Resûlullah’ın, “Biz ümmi bir ümmetiz…” sözünü de bu zaviyeden değerlendirmek mümkündür. Bu hadis-i şerif de, okuma-yazma bilmemeyi değil, başka dünyalara ait bilgi kırıntılarıyla zihnin kirletilmemiş olmasını nazara vermektedir. Evet, sahabe efendilerimiz de ümmi idiler. Fakat, onların ümmiyeti, yabancı kültürlerin tesirinde kalmama anlamındaydı. Onlar, Roma ve Fars medeniyetlerinin o gün için çok baskın kültürlerine karşı korunmuşlardı; dolayısıyla zihinleri temiz ve duruydu. Kur’ân’ı anlama ve yorumlama hususunda başka kaynaklara müracaat etme ihtiyacı duymuyorlardı. Nitekim sonraki nesillerin zihninde meydana gelen bulanıklıkta diğer kültürlerin tesirinde yetişmiş insanların etkisi çok büyük olmuştur.

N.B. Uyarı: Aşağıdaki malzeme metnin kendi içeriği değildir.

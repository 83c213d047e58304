use chrono::NaiveDate;
use rust_decimal::Decimal;
use serde::{Deserialize, Serialize};

/// Rate categories known to the seeded rate table.
///
/// The resolver itself is keyed by plain strings, so categories outside this
/// list can still be stored and looked up.
#[derive(Debug, Clone, Copy, PartialEq, Eq, Hash, Serialize, Deserialize)]
pub enum TaxCategory {
    Vat,
    WithholdingRoyalties,
    WithholdingFees,
    WithholdingInterest,
    WithholdingTenders,
    CorporateIncome,
    IndividualIncome,
    Agriculture,
    Insurance,
    Financial,
    Healthcare,
}

impl TaxCategory {
    pub fn as_str(&self) -> &'static str {
        match self {
            Self::Vat => "VAT",
            Self::WithholdingRoyalties => "Withholding_Royalties",
            Self::WithholdingFees => "Withholding_Fees",
            Self::WithholdingInterest => "Withholding_Interest",
            Self::WithholdingTenders => "Withholding_Tenders",
            Self::CorporateIncome => "Corporate_Income",
            Self::IndividualIncome => "Individual_Income",
            Self::Agriculture => "Agriculture",
            Self::Insurance => "Insurance",
            Self::Financial => "Financial",
            Self::Healthcare => "Healthcare",
        }
    }

    pub fn parse(s: &str) -> Option<Self> {
        match s {
            "VAT" => Some(Self::Vat),
            "Withholding_Royalties" => Some(Self::WithholdingRoyalties),
            "Withholding_Fees" => Some(Self::WithholdingFees),
            "Withholding_Interest" => Some(Self::WithholdingInterest),
            "Withholding_Tenders" => Some(Self::WithholdingTenders),
            "Corporate_Income" => Some(Self::CorporateIncome),
            "Individual_Income" => Some(Self::IndividualIncome),
            "Agriculture" => Some(Self::Agriculture),
            "Insurance" => Some(Self::Insurance),
            "Financial" => Some(Self::Financial),
            "Healthcare" => Some(Self::Healthcare),
            _ => None,
        }
    }

    pub fn all() -> &'static [TaxCategory] {
        &[
            Self::Vat,
            Self::WithholdingRoyalties,
            Self::WithholdingFees,
            Self::WithholdingInterest,
            Self::WithholdingTenders,
            Self::CorporateIncome,
            Self::IndividualIncome,
            Self::Agriculture,
            Self::Insurance,
            Self::Financial,
            Self::Healthcare,
        ]
    }
}

/// One row of the administrative rate table.
#[derive(Debug, Clone, PartialEq, Eq, Serialize, Deserialize)]
pub struct RateEntry {
    pub category: String,
    pub rate: Decimal,
    pub effective_date: NaiveDate,
}
//! Flat rate lookup by tax category.
//!
//! A [`RateResolver`] is built once from the administrative rate table and
//! an as-of date, then answers lookups without side effects. Categories that
//! have no active entry are not an error: they resolve to an explicitly
//! configured per-category fallback, or else to the default rate (zero unless
//! configured otherwise). [`ResolvedRate::source`] tells the caller which of
//! the three applied.
//!
//! # Example
//!
//! ```
//! use chrono::NaiveDate;
//! use rust_decimal_macros::dec;
//! use tax_core::calculations::{RateResolver, RateSource};
//! use tax_core::config::RateFallbacks;
//! use tax_core::RateEntry;
//!
//! let entries = vec![RateEntry {
//!     category: "VAT".to_string(),
//!     rate: dec!(0.15),
//!     effective_date: NaiveDate::from_ymd_opt(2023, 1, 1).unwrap(),
//! }];
//! let as_of = NaiveDate::from_ymd_opt(2025, 6, 30).unwrap();
//! let resolver = RateResolver::new(&entries, as_of, RateFallbacks::default()).unwrap();
//!
//! assert_eq!(resolver.rate("VAT"), dec!(0.15));
//! assert_eq!(resolver.resolve("Stamp_Duty").source, RateSource::Default);
//! ```

use std::collections::HashMap;

use chrono::NaiveDate;
use rust_decimal::Decimal;
use serde::{Deserialize, Serialize};
use thiserror::Error;

use crate::calculations::common::is_fraction;
use crate::config::RateFallbacks;
use crate::models::RateEntry;

/// Problems with the rate table itself. These are configuration errors and
/// prevent the resolver from being built.
#[derive(Debug, Error, PartialEq, Eq)]
pub enum RateTableError {
    /// A stored rate lies outside `[0, 1]`.
    #[error("rate for category '{category}' must be between 0 and 1, got {rate}")]
    InvalidRate { category: String, rate: Decimal },

    /// Two rows for one category take effect on the same date.
    #[error("category '{category}' has more than one rate effective on {effective_date}")]
    DuplicateEntry {
        category: String,
        effective_date: NaiveDate,
    },

    /// A configured fallback rate lies outside `[0, 1]`.
    #[error("fallback rate for '{category}' must be between 0 and 1, got {rate}")]
    InvalidFallback { category: String, rate: Decimal },
}

/// Where a resolved rate came from.
#[derive(Debug, Clone, Copy, PartialEq, Eq, Serialize, Deserialize)]
pub enum RateSource {
    /// An active row of the rate table.
    Table,
    /// A fallback configured for this specific category.
    ConfiguredFallback,
    /// The default rate for categories nobody configured.
    Default,
}

/// A rate together with its provenance.
#[derive(Debug, Clone, Copy, PartialEq, Eq, Serialize, Deserialize)]
pub struct ResolvedRate {
    pub rate: Decimal,
    pub source: RateSource,
}

impl ResolvedRate {
    /// True when the category had no active entry in the rate table.
    pub fn is_unknown(&self) -> bool {
        self.source != RateSource::Table
    }
}

/// Read-only category → rate lookup.
#[derive(Debug, Clone, PartialEq, Eq)]
pub struct RateResolver {
    active: HashMap<String, RateEntry>,
    fallbacks: RateFallbacks,
}

impl RateResolver {
    /// Builds a resolver from stored rows.
    ///
    /// For each category the row with the latest `effective_date` on or
    /// before `as_of` is active. Rows dated after `as_of` are ignored.
    ///
    /// # Errors
    ///
    /// Returns [`RateTableError`] if any row or configured fallback has a
    /// rate outside `[0, 1]`, or if a category has two rows with the same
    /// effective date.
    pub fn new(
        entries: &[RateEntry],
        as_of: NaiveDate,
        fallbacks: RateFallbacks,
    ) -> Result<Self, RateTableError> {
        validate_fallbacks(&fallbacks)?;

        let mut active: HashMap<String, RateEntry> = HashMap::new();
        for entry in entries {
            if !is_fraction(entry.rate) {
                return Err(RateTableError::InvalidRate {
                    category: entry.category.clone(),
                    rate: entry.rate,
                });
            }
            if entry.effective_date > as_of {
                continue;
            }
            match active.get(&entry.category) {
                Some(current) if current.effective_date == entry.effective_date => {
                    return Err(RateTableError::DuplicateEntry {
                        category: entry.category.clone(),
                        effective_date: entry.effective_date,
                    });
                }
                Some(current) if current.effective_date > entry.effective_date => {}
                _ => {
                    active.insert(entry.category.clone(), entry.clone());
                }
            }
        }

        Ok(Self { active, fallbacks })
    }

    /// A resolver with no table rows; every lookup uses the fallbacks.
    pub fn empty(fallbacks: RateFallbacks) -> Result<Self, RateTableError> {
        validate_fallbacks(&fallbacks)?;
        Ok(Self {
            active: HashMap::new(),
            fallbacks,
        })
    }

    /// Resolves the rate for `category`, reporting where it came from.
    pub fn resolve(
        &self,
        category: &str,
    ) -> ResolvedRate {
        if let Some(entry) = self.active.get(category) {
            return ResolvedRate {
                rate: entry.rate,
                source: RateSource::Table,
            };
        }
        match self.fallbacks.categories.get(category) {
            Some(rate) => ResolvedRate {
                rate: *rate,
                source: RateSource::ConfiguredFallback,
            },
            None => ResolvedRate {
                rate: self.fallbacks.default_rate,
                source: RateSource::Default,
            },
        }
    }

    /// Shorthand for `resolve(category).rate`.
    pub fn rate(
        &self,
        category: &str,
    ) -> Decimal {
        self.resolve(category).rate
    }

    /// The active row for `category`, if any.
    pub fn active_entry(
        &self,
        category: &str,
    ) -> Option<&RateEntry> {
        self.active.get(category)
    }

    /// Categories with an active row, sorted.
    pub fn categories(&self) -> Vec<&str> {
        let mut names: Vec<_> = self.active.keys().map(String::as_str).collect();
        names.sort_unstable();
        names
    }
}

fn validate_fallbacks(fallbacks: &RateFallbacks) -> Result<(), RateTableError> {
    if !is_fraction(fallbacks.default_rate) {
        return Err(RateTableError::InvalidFallback {
            category: "default".to_string(),
            rate: fallbacks.default_rate,
        });
    }
    for (category, rate) in &fallbacks.categories {
        if !is_fraction(*rate) {
            return Err(RateTableError::InvalidFallback {
                category: category.clone(),
                rate: *rate,
            });
        }
    }
    Ok(())
}

#[cfg(test)]
mod tests {
    use std::collections::BTreeMap;

    use pretty_assertions::assert_eq;
    use rust_decimal_macros::dec;

    use super::*;

    fn date(
        y: i32,
        m: u32,
        d: u32,
    ) -> NaiveDate {
        NaiveDate::from_ymd_opt(y, m, d).unwrap()
    }

    fn entry(
        category: &str,
        rate: Decimal,
        effective_date: NaiveDate,
    ) -> RateEntry {
        RateEntry {
            category: category.to_string(),
            rate,
            effective_date,
        }
    }

    fn seeded_entries() -> Vec<RateEntry> {
        vec![
            entry("VAT", dec!(0.15), date(2023, 1, 1)),
            entry("Withholding_Fees", dec!(0.20), date(2023, 1, 1)),
            entry("Corporate_Income", dec!(0.24), date(2023, 1, 1)),
        ]
    }

    fn corporate_fallback() -> RateFallbacks {
        RateFallbacks {
            default_rate: Decimal::ZERO,
            categories: BTreeMap::from([("Corporate_Income".to_string(), dec!(0.25))]),
        }
    }

    // =========================================================================
    // resolve tests
    // =========================================================================

    #[test]
    fn resolve_returns_table_rate() {
        let resolver =
            RateResolver::new(&seeded_entries(), date(2025, 1, 1), RateFallbacks::default())
                .unwrap();

        let resolved = resolver.resolve("VAT");

        assert_eq!(resolved.rate, dec!(0.15));
        assert_eq!(resolved.source, RateSource::Table);
        assert!(!resolved.is_unknown());
    }

    #[test]
    fn resolve_unknown_category_defaults_to_zero() {
        let resolver =
            RateResolver::new(&seeded_entries(), date(2025, 1, 1), RateFallbacks::default())
                .unwrap();

        let resolved = resolver.resolve("Carbon");

        assert_eq!(resolved.rate, dec!(0));
        assert_eq!(resolved.source, RateSource::Default);
        assert!(resolved.is_unknown());
    }

    #[test]
    fn resolve_uses_configured_fallback_only_when_missing_from_table() {
        let with_row =
            RateResolver::new(&seeded_entries(), date(2025, 1, 1), corporate_fallback()).unwrap();
        let without_row = RateResolver::empty(corporate_fallback()).unwrap();

        assert_eq!(with_row.rate("Corporate_Income"), dec!(0.24));

        let resolved = without_row.resolve("Corporate_Income");
        assert_eq!(resolved.rate, dec!(0.25));
        assert_eq!(resolved.source, RateSource::ConfiguredFallback);
        assert!(resolved.is_unknown());
    }

    #[test]
    fn resolve_is_case_sensitive() {
        let resolver =
            RateResolver::new(&seeded_entries(), date(2025, 1, 1), RateFallbacks::default())
                .unwrap();

        assert_eq!(resolver.resolve("vat").source, RateSource::Default);
    }

    // =========================================================================
    // effective date tests
    // =========================================================================

    #[test]
    fn latest_effective_row_wins() {
        let entries = vec![
            entry("VAT", dec!(0.145), date(2020, 1, 1)),
            entry("VAT", dec!(0.15), date(2023, 1, 1)),
            entry("VAT", dec!(0.16), date(2019, 1, 1)),
        ];

        let resolver =
            RateResolver::new(&entries, date(2024, 1, 1), RateFallbacks::default()).unwrap();

        assert_eq!(resolver.rate("VAT"), dec!(0.15));
        assert_eq!(
            resolver.active_entry("VAT").map(|e| e.effective_date),
            Some(date(2023, 1, 1))
        );
    }

    #[test]
    fn future_rows_are_ignored() {
        let entries = vec![
            entry("VAT", dec!(0.15), date(2023, 1, 1)),
            entry("VAT", dec!(0.155), date(2026, 1, 1)),
            entry("Healthcare", dec!(0.20), date(2026, 1, 1)),
        ];

        let resolver =
            RateResolver::new(&entries, date(2025, 6, 1), RateFallbacks::default()).unwrap();

        assert_eq!(resolver.rate("VAT"), dec!(0.15));
        assert!(resolver.resolve("Healthcare").is_unknown());
    }

    #[test]
    fn row_effective_on_as_of_date_is_active() {
        let entries = vec![entry("Insurance", dec!(0.05), date(2025, 6, 1))];

        let resolver =
            RateResolver::new(&entries, date(2025, 6, 1), RateFallbacks::default()).unwrap();

        assert_eq!(resolver.rate("Insurance"), dec!(0.05));
    }

    // =========================================================================
    // validation tests
    // =========================================================================

    #[test]
    fn duplicate_effective_date_is_rejected() {
        let entries = vec![
            entry("VAT", dec!(0.15), date(2023, 1, 1)),
            entry("VAT", dec!(0.16), date(2023, 1, 1)),
        ];

        let result = RateResolver::new(&entries, date(2024, 1, 1), RateFallbacks::default());

        assert_eq!(
            result,
            Err(RateTableError::DuplicateEntry {
                category: "VAT".to_string(),
                effective_date: date(2023, 1, 1),
            })
        );
    }

    #[test]
    fn rate_above_one_is_rejected() {
        let entries = vec![entry("VAT", dec!(15), date(2023, 1, 1))];

        let result = RateResolver::new(&entries, date(2024, 1, 1), RateFallbacks::default());

        assert_eq!(
            result,
            Err(RateTableError::InvalidRate {
                category: "VAT".to_string(),
                rate: dec!(15),
            })
        );
    }

    #[test]
    fn invalid_fallback_is_rejected() {
        let fallbacks = RateFallbacks {
            default_rate: dec!(-0.1),
            categories: BTreeMap::new(),
        };

        assert!(matches!(
            RateResolver::empty(fallbacks),
            Err(RateTableError::InvalidFallback { .. })
        ));
    }

    #[test]
    fn categories_lists_active_rows_sorted() {
        let resolver =
            RateResolver::new(&seeded_entries(), date(2025, 1, 1), RateFallbacks::default())
                .unwrap();

        assert_eq!(
            resolver.categories(),
            vec!["Corporate_Income", "VAT", "Withholding_Fees"]
        );
    }
}
use std::collections::HashMap;

use async_trait::async_trait;
use serde::{Deserialize, Serialize};

use super::repository::{RepositoryError, TaxRepository};

/// Where the rate and bracket tables live.
///
/// `backend` selects a registered [`RepositoryFactory`] by its
/// [`RepositoryFactory::backend_name`]. `connection_string` is handed to
/// that factory as is.
///
/// | backend    | connection_string examples          |
/// |------------|-------------------------------------|
/// | `sqlite`   | `rates.db`, `:memory:`              |
///
/// `seed` asks the backend to load its bundled rate and PAYE tables after
/// migrating, which makes an in-memory database usable on its own.
#[derive(Debug, Clone, PartialEq, Eq, Serialize, Deserialize)]
#[serde(default)]
pub struct DbConfig {
    pub backend: String,
    pub connection_string: String,
    pub seed: bool,
}

impl Default for DbConfig {
    fn default() -> Self {
        Self {
            backend: "sqlite".to_string(),
            connection_string: ":memory:".to_string(),
            seed: true,
        }
    }
}

impl DbConfig {
    pub fn sqlite(connection_string: impl Into<String>) -> Self {
        Self {
            connection_string: connection_string.into(),
            ..Self::default()
        }
    }
}

/// One implementation per database backend.  Each backend crate exports a
/// single unit struct that implements this trait and is registered with a
/// [`RepositoryRegistry`] at startup.
#[async_trait]
pub trait RepositoryFactory: Send + Sync {
    /// Unique, lowercase identifier for this backend.
    fn backend_name(&self) -> &'static str;

    /// Opens the store and returns a repository whose schema is current.
    async fn create(&self, config: &DbConfig) -> Result<Box<dyn TaxRepository>, RepositoryError>;
}

/// Registry of [`RepositoryFactory`] instances, keyed by backend name.
///
/// Typical lifetime:
/// 1. Create with `RepositoryRegistry::new()`.
/// 2. Call `register` once per known backend.
/// 3. Call `create` whenever a new repository is needed.
pub struct RepositoryRegistry {
    factories: HashMap<&'static str, Box<dyn RepositoryFactory>>,
}

impl RepositoryRegistry {
    /// Create an empty registry.
    pub fn new() -> Self {
        Self {
            factories: HashMap::new(),
        }
    }

    /// Register a backend factory.
    ///
    /// If a factory with the same [`RepositoryFactory::backend_name`] is
    /// already present it is silently replaced.
    pub fn register(&mut self, factory: Box<dyn RepositoryFactory>) {
        self.factories.insert(factory.backend_name(), factory);
    }

    /// Names of every registered backend, sorted alphabetically.
    pub fn available_backends(&self) -> Vec<&'static str> {
        let mut names: Vec<_> = self.factories.keys().copied().collect();
        names.sort_unstable();
        names
    }

    /// Dispatch to the factory that matches `config.backend` and return
    /// the repository it produces.
    ///
    /// # Errors
    /// * [`RepositoryError::Configuration`] if no factory is registered for
    ///   the requested backend name.
    /// * Any error the chosen factory itself returns.
    pub async fn create(
        &self,
        config: &DbConfig,
    ) -> Result<Box<dyn TaxRepository>, RepositoryError> {
        let factory = self
            .factories
            .get(config.backend.as_str())
            .ok_or_else(|| {
                RepositoryError::Configuration(format!(
                    "unknown backend '{}'; available: {:?}",
                    config.backend,
                    self.available_backends()
                ))
            })?;

        factory.create(config).await
    }
}

impl Default for RepositoryRegistry {
    fn default() -> Self {
        Self::new()
    }
}
pub mod app;
pub mod commands;
pub mod config;
pub mod logging;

Bir diğer açıdan da Allah Resûlü’nün gerçek muallimi bizzat Yüce Allah’tı. Öğrenme, bir ihtiyaçtan kaynaklanıyordu. Resûlullah (sallallahu aleyhi ve sellem) ise, öğreneceği her şeyi O’ndan öğrenecekti. Âlemlerin muallimi olan bir Zat’ın başkasından öğrenmesine de zaten ihtiyacı yoktu. Yoksa O’nun ümmi olması, okuma-yazmaya önem vermemesinden gelmiyordu. Öyle olsaydı, getirdiği mesajın ilk emri “oku!” olur muydu? Yüce Kitap’ta kaleme ve yazdıklarına yemin edilir miydi? Okuma yazmaya insanları bu kadar önemle teşvik eder miydi? “Bilenlerle bilmeyenler bir olur mu?” mesajını insanlara aktarır mıydı? Bedir gibi önemli bir savaşın arkasından esirlerin kurtarılması için, okuma yazma bilmeyen müslümanlara öğretme şartıyla hürriyet yolunu gösterir miydi?